Records for the task section start
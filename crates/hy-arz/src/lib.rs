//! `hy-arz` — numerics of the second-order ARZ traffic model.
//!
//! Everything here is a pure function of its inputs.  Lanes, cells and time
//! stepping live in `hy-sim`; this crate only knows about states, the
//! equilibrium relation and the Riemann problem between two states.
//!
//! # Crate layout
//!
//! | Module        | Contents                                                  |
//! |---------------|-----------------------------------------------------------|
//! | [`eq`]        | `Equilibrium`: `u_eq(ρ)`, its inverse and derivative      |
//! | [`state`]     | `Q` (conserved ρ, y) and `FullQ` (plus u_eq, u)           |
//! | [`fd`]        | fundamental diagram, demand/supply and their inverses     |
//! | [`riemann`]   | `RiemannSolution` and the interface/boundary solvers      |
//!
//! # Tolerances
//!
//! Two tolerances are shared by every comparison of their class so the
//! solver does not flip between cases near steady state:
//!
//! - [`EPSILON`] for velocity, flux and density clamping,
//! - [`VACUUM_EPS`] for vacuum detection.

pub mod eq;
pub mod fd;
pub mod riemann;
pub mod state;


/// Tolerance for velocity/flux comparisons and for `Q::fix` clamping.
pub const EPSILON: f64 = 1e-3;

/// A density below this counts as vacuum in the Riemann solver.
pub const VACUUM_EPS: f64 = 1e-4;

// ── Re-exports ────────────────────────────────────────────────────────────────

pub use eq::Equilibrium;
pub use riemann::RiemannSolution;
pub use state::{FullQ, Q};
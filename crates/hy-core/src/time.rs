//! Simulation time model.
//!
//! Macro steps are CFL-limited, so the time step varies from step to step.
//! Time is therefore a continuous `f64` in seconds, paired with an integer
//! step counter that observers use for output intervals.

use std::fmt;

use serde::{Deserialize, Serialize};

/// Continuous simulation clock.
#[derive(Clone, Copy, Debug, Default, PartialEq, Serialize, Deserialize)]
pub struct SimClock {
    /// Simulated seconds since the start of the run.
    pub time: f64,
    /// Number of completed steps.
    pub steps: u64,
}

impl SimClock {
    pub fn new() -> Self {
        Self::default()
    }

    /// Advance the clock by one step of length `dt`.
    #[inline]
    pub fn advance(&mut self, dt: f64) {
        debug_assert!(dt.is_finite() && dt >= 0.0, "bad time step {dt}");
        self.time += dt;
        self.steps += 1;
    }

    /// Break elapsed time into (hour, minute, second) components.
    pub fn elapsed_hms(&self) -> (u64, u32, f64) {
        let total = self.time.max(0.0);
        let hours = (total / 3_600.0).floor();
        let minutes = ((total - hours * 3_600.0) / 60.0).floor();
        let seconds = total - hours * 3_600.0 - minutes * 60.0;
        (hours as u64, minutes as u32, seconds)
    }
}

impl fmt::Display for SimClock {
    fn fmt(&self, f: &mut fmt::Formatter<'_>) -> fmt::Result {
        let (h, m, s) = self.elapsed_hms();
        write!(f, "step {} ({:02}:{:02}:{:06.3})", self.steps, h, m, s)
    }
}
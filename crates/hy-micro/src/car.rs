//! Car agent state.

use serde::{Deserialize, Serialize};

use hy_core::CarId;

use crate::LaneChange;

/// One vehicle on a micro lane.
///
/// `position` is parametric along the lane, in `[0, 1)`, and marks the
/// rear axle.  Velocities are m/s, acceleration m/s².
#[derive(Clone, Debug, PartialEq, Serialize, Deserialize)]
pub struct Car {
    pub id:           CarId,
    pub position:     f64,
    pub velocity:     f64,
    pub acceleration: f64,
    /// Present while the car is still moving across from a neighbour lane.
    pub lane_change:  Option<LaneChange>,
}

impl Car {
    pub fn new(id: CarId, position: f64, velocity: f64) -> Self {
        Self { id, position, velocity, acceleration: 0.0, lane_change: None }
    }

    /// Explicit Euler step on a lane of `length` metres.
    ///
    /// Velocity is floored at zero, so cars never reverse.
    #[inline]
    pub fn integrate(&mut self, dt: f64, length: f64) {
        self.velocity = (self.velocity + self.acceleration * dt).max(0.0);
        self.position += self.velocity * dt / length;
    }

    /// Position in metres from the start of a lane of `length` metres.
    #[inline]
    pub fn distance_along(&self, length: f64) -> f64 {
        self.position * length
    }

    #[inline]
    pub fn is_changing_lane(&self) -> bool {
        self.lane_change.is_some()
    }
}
Records for the task section end
Your task is to set down again, exactly, every line from the beginning of the listing through the line with "Continuous simulation clock.".

filename crates/hy-arz/src/lib.rs
//! `hy-arz` — numerics of the second-order ARZ traffic model.
//!
//! Everything here is a pure function of its inputs.  Lanes, cells and time
//! stepping live in `hy-sim`; this crate only knows about states, the
//! equilibrium relation and the Riemann problem between two states.
//!
//! # Crate layout
//!
//! | Module        | Contents                                                  |
//! |---------------|-----------------------------------------------------------|
//! | [`eq`]        | `Equilibrium`: `u_eq(ρ)`, its inverse and derivative      |
//! | [`state`]     | `Q` (conserved ρ, y) and `FullQ` (plus u_eq, u)           |
//! | [`fd`]        | fundamental diagram, demand/supply and their inverses     |
//! | [`riemann`]   | `RiemannSolution` and the interface/boundary solvers      |
//!
//! # Tolerances
//!
//! Two tolerances are shared by every comparison of their class so the
//! solver does not flip between cases near steady state:
//!
//! - [`EPSILON`] for velocity, flux and density clamping,
//! - [`VACUUM_EPS`] for vacuum detection.

pub mod eq;
pub mod fd;
pub mod riemann;
pub mod state;


/// Tolerance for velocity/flux comparisons and for `Q::fix` clamping.
pub const EPSILON: f64 = 1e-3;

/// A density below this counts as vacuum in the Riemann solver.
pub const VACUUM_EPS: f64 = 1e-4;

// ── Re-exports ────────────────────────────────────────────────────────────────

pub use eq::Equilibrium;
pub use riemann::RiemannSolution;
pub use state::{FullQ, Q};
filename crates/hy-core/src/time.rs
//! Simulation time model.
//!
//! Macro steps are CFL-limited, so the time step varies from step to step.
//! Time is therefore a continuous `f64` in seconds, paired with an integer
//! step counter that observers use for output intervals.

use std::fmt;

use serde::{Deserialize, Serialize};

/// Continuous simulation clock.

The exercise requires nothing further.